Pergunta

Python has a handy language feature called "for-else" (similarly, "while-else"), which looks like this:

for obj in my_list:
    if obj == target:
        break
else: # note: this else is attached to the for, not the if
    print "nothing matched", target, "in the list"

Essentially, the else is skipped if the loop breaks, but runs if the loop exited via a condition failure (for while) or the end of iteration (for for).

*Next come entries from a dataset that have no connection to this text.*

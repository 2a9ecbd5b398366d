pub mod events;
pub mod money;
pub mod pii;

pub use money::{apply_rate, line_total};
pub use pii::Masked;
use crate::CheckoutResult;
use async_trait::async_trait;
use serde::{Deserialize, Serialize};
use std::collections::HashMap;
use tokio::sync::Mutex;

/// Discount instrument kinds. FreeDelivery carries no monetary payload; it
/// waives shipping through the rule evaluator instead.
#[derive(Debug, Clone, Serialize, Deserialize, PartialEq)]
#[serde(tag = "kind", rename_all = "SCREAMING_SNAKE_CASE")]
pub enum CouponKind {
    Fixed { amount_cents: i64 },
    Percentage { rate: f64 },
    FreeDelivery,
}

/// A coupon as returned by the remote directory. Looked up per request and
/// never cached across requests.
#[derive(Debug, Clone, Serialize, Deserialize)]
pub struct CouponSpec {
    pub code: String,
    #[serde(flatten)]
    pub kind: CouponKind,
    /// Minimum order amount the coupon requires, if any.
    pub min_order_cents: Option<i64>,
}

impl CouponSpec {
    pub fn is_free_delivery(&self) -> bool {
        matches!(self.kind, CouponKind::FreeDelivery)
    }
}

/// Contract with the remote coupon directory. `lookup` returns None for an
/// unknown or expired code; business-rule checks (minimum amount) happen in
/// the DiscountValidator on top of this.
#[async_trait]
pub trait CouponDirectory: Send + Sync {
    async fn lookup(&self, code: &str) -> CheckoutResult<Option<CouponSpec>>;
}

/// In-process directory for tests and local development.
pub struct MockCouponDirectory {
    coupons: Mutex<HashMap<String, CouponSpec>>,
}

impl MockCouponDirectory {
    pub fn new() -> Self {
        Self {
            coupons: Mutex::new(HashMap::new()),
        }
    }

    pub async fn insert(&self, spec: CouponSpec) {
        self.coupons.lock().await.insert(spec.code.clone(), spec);
    }
}

impl Default for MockCouponDirectory {
    fn default() -> Self {
        Self::new()
    }
}

#[async_trait]
impl CouponDirectory for MockCouponDirectory {
    async fn lookup(&self, code: &str) -> CheckoutResult<Option<CouponSpec>> {
        Ok(self.coupons.lock().await.get(code).cloned())
    }
}
use pawmart_core::coupons::CouponSpec;
use serde::{Deserialize, Serialize};
use std::fmt;

/// Why shipping was waived. The customer-facing reason depends on which rule
/// fired, so evaluation stops at the first match.
#[derive(Debug, Clone, Copy, Serialize, Deserialize, PartialEq, Eq)]
#[serde(rename_all = "SCREAMING_SNAKE_CASE")]
pub enum WaiverReason {
    FreeDeliveryVoucher,
    FreeDeliveryCoupon,
    OrderOverThreshold,
    ActiveMembership,
}

impl WaiverReason {
    pub fn as_str(&self) -> &'static str {
        match self {
            WaiverReason::FreeDeliveryVoucher => "FREE_DELIVERY_VOUCHER",
            WaiverReason::FreeDeliveryCoupon => "FREE_DELIVERY_COUPON",
            WaiverReason::OrderOverThreshold => "ORDER_OVER_THRESHOLD",
            WaiverReason::ActiveMembership => "ACTIVE_MEMBERSHIP",
        }
    }

    pub fn parse(s: &str) -> Option<Self> {
        match s {
            "FREE_DELIVERY_VOUCHER" => Some(WaiverReason::FreeDeliveryVoucher),
            "FREE_DELIVERY_COUPON" => Some(WaiverReason::FreeDeliveryCoupon),
            "ORDER_OVER_THRESHOLD" => Some(WaiverReason::OrderOverThreshold),
            "ACTIVE_MEMBERSHIP" => Some(WaiverReason::ActiveMembership),
            _ => None,
        }
    }

    /// Customer-facing waiver text.
    pub fn message(&self) -> &'static str {
        match self {
            WaiverReason::FreeDeliveryVoucher => "free delivery voucher applied",
            WaiverReason::FreeDeliveryCoupon => "free delivery coupon applied",
            WaiverReason::OrderOverThreshold => "order over threshold",
            WaiverReason::ActiveMembership => "member free shipping",
        }
    }
}

impl fmt::Display for WaiverReason {
    fn fmt(&self, f: &mut fmt::Formatter<'_>) -> fmt::Result {
        f.write_str(self.message())
    }
}

/// Shipping fee rules. Waivers are evaluated in a fixed precedence; the
/// first matching rule sets the fee to zero and reports its reason, and the
/// remaining rules are not consulted even if they would also match.
#[derive(Debug, Clone, Serialize, Deserialize)]
pub struct ShippingRules {
    pub base_fee_cents: i64,
    /// Cart totals at or above this waive shipping (rule 3).
    pub free_threshold_cents: i64,
    /// Recognized free-delivery voucher codes start with this prefix.
    pub voucher_prefix: String,
}

impl ShippingRules {
    /// Evaluate the waiver rules for one cart.
    ///
    /// Precedence: explicit voucher code, FreeDelivery coupon, cart total
    /// over threshold (independent of discounts already applied), then any
    /// active membership tier.
    pub fn evaluate(
        &self,
        cart_total_cents: i64,
        coupon: Option<&CouponSpec>,
        has_active_membership: bool,
        free_delivery_code: Option<&str>,
    ) -> (i64, Option<WaiverReason>) {
        if let Some(code) = free_delivery_code {
            if self.recognizes_voucher(code) {
                return (0, Some(WaiverReason::FreeDeliveryVoucher));
            }
        }

        if coupon.map(|c| c.is_free_delivery()).unwrap_or(false) {
            return (0, Some(WaiverReason::FreeDeliveryCoupon));
        }

        if cart_total_cents >= self.free_threshold_cents {
            return (0, Some(WaiverReason::OrderOverThreshold));
        }

        if has_active_membership {
            return (0, Some(WaiverReason::ActiveMembership));
        }

        (self.base_fee_cents, None)
    }

    fn recognizes_voucher(&self, code: &str) -> bool {
        !code.is_empty() && code.starts_with(&self.voucher_prefix)
    }
}

impl Default for ShippingRules {
    fn default() -> Self {
        Self {
            base_fee_cents: 1000,
            free_threshold_cents: 10_000,
            voucher_prefix: "FREESHIP-".to_string(),
        }
    }
}
fn not_payable(order: &Order) -> CheckoutError {
    CheckoutError::Validation(format!(
        "order {} is not payable from status {}",
        order.id, order.status
    ))
}

/// Wallet channel: synchronous, strongly consistent, all-or-nothing.
pub struct WalletSettlement {
    wallet: Arc<dyn WalletService>,
    ledger: Arc<dyn OrderLedger>,
    finance: FinancialManager,
}

impl WalletSettlement {
    pub fn new(
        wallet: Arc<dyn WalletService>,
        ledger: Arc<dyn OrderLedger>,
        finance: FinancialManager,
    ) -> Self {
        Self {
            wallet,
            ledger,
            finance,
        }
    }

    /// Debit the wallet and settle the order as one logical unit.
    ///
    /// The balance is re-fetched here, immediately before the debit
    /// decision; a balance read earlier in the session must never reach this
    /// point. On `InsufficientFunds` no debit has occurred and the order
    /// stays `Created`.
    pub async fn settle(&self, order: &mut Order) -> CheckoutResult<SettlementOutcome> {
        if order.status != OrderStatus::Created {
            return Err(not_payable(order));
        }

        let fresh_balance = self.wallet.balance(&order.customer.user_id).await?;
        if fresh_balance < order.total_cents {
            return Err(CheckoutError::InsufficientFunds {
                balance_cents: fresh_balance,
                total_cents: order.total_cents,
            });
        }

        self.wallet
            .debit(&order.customer.user_id, order.total_cents)
            .await?;

        let from = order.status;
        manager::mark_paid(order)?;
        self.ledger.update_status(order.id, OrderStatus::Paid).await?;
        self.ledger
            .add_order_change(&OrderChange::transition(
                order.id,
                "PAYMENT_RECEIVED",
                from,
                OrderStatus::Paid,
                "SYSTEM",
                Some("wallet debit settled inline".to_string()),
            ))
            .await?;

        let paid = OrderPaidEvent {
            order_id: order.id,
            customer_id: order.customer.user_id.clone(),
            total_cents: order.total_cents,
            payment_method: order.payment_method.to_string(),
            timestamp: Utc::now().timestamp(),
        };
        tracing::info!(target: "pawmart::events", event = ?paid, "order paid");
        let settled = SettlementRecordedEvent {
            order_id: order.id,
            amount_cents: order.total_cents,
            channel: order.payment_method.to_string(),
            event_type: "PAYMENT".to_string(),
            timestamp: Utc::now().timestamp(),
        };
        tracing::info!(target: "pawmart::events", event = ?settled, "settlement recorded");

        let invoice = self.finance.finalize(order).await?;
        Ok(SettlementOutcome::Paid { invoice })
    }
}

/// Card gateway channel: asynchronous, eventually consistent. Creates the
/// session and parks the order in PendingPayment; the poller or the
/// reconciliation sweep observes the terminal status later.
pub struct GatewaySettlement {
    gateway: Arc<dyn PaymentGateway>,
    ledger: Arc<dyn OrderLedger>,
}

impl GatewaySettlement {
    pub fn new(gateway: Arc<dyn PaymentGateway>, ledger: Arc<dyn OrderLedger>) -> Self {
        Self { gateway, ledger }
    }

    pub async fn settle(&self, order: &mut Order) -> CheckoutResult<SettlementOutcome> {
        if order.status != OrderStatus::Created {
            return Err(not_payable(order));
        }

        let session = self
            .gateway
            .create_session(order.id, order.total_cents, order.customer.email.inner())
            .await?;

        let from = order.status;
        manager::begin_payment(order)?;
        self.ledger
            .update_status(order.id, OrderStatus::PendingPayment)
            .await?;
        self.ledger
            .record_gateway_ref(order.id, &session.gateway_ref)
            .await?;
        order.gateway_ref = Some(session.gateway_ref.clone());
        self.ledger
            .add_order_change(&OrderChange::transition(
                order.id,
                "GATEWAY_SESSION_CREATED",
                from,
                OrderStatus::PendingPayment,
                "SYSTEM",
                Some(format!("session {}", session.gateway_ref)),
            ))
            .await?;

        tracing::info!(
            order_id = %order.id,
            gateway_ref = %session.gateway_ref,
            "payment session created, awaiting gateway"
        );

        Ok(SettlementOutcome::RedirectToGateway {
            gateway_ref: session.gateway_ref,
            payment_url: session.payment_url,
        })
    }
}

/// Manually-verified channels. The engine cannot confirm these payments
/// itself; its responsibility ends at durably recording the claim.
pub struct ManualConfirmationSettlement {
    ledger: Arc<dyn OrderLedger>,
}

Is there a way to do this in bash? The closest I can think of is to use a flag variable:

flag=false
for i in x y z; do
    if [ condition $i ]; then
        flag=true
        break
    fi
done
if ! $flag; then
    echo "nothing in the list fulfilled the condition"
fi

which is rather more verbose.

Foi útil?

Solução

Using a subshell:

( for i in x y z; do
    [ condition $i ] && echo "Condition $i true" && exit;
done ) && echo "Found a match" || echo "Didn't find a match"

Outras dicas

You could put a sentinel value in the loop list:

for i in x y z 'end-of-loop'; do
    if [ condition $i ]; then
        # loop code goes here
        break
    fi
    if [ $i == 'end-of-loop' ]; then
        # your else code goes here
    fi
done

Something very hacky to introduce similar syntax:

#!/bin/bash

shopt -s expand_aliases

alias for='_broken=0; for'
alias break='{ _broken=1; break; }'
alias forelse='done; while ((_broken==0)); do _broken=1;'

for x in a b c; do
        [ "$x" = "$1" ] && break
forelse
        echo "nothing matched"
done

 

$ ./t.sh a
$ ./t.sh d
nothing matched

You can do this but I personally find it hard to read:

while :;
  do for i in x y z; do
    if [[ condition ]]; then
      # do something
      break 2
  done
  echo Nothing matched the condition
  break
done

You can change this

if ! $flag; then
    echo "nothing in the list fulfilled the condition"
fi

to something simpler like this

"$flag" || echo "nothing in the list fulfilled the condition"

if you only have one statement after it, although that's not really going to help much.

I also enjoy devnull's answer, but this is even more pythonic:

for i in x y z; do
  [ condition $i ] && break #and do stuff prior to break maybe?
done || echo "nothing matched"

This will only echo "nothing matched" if the loop did not break.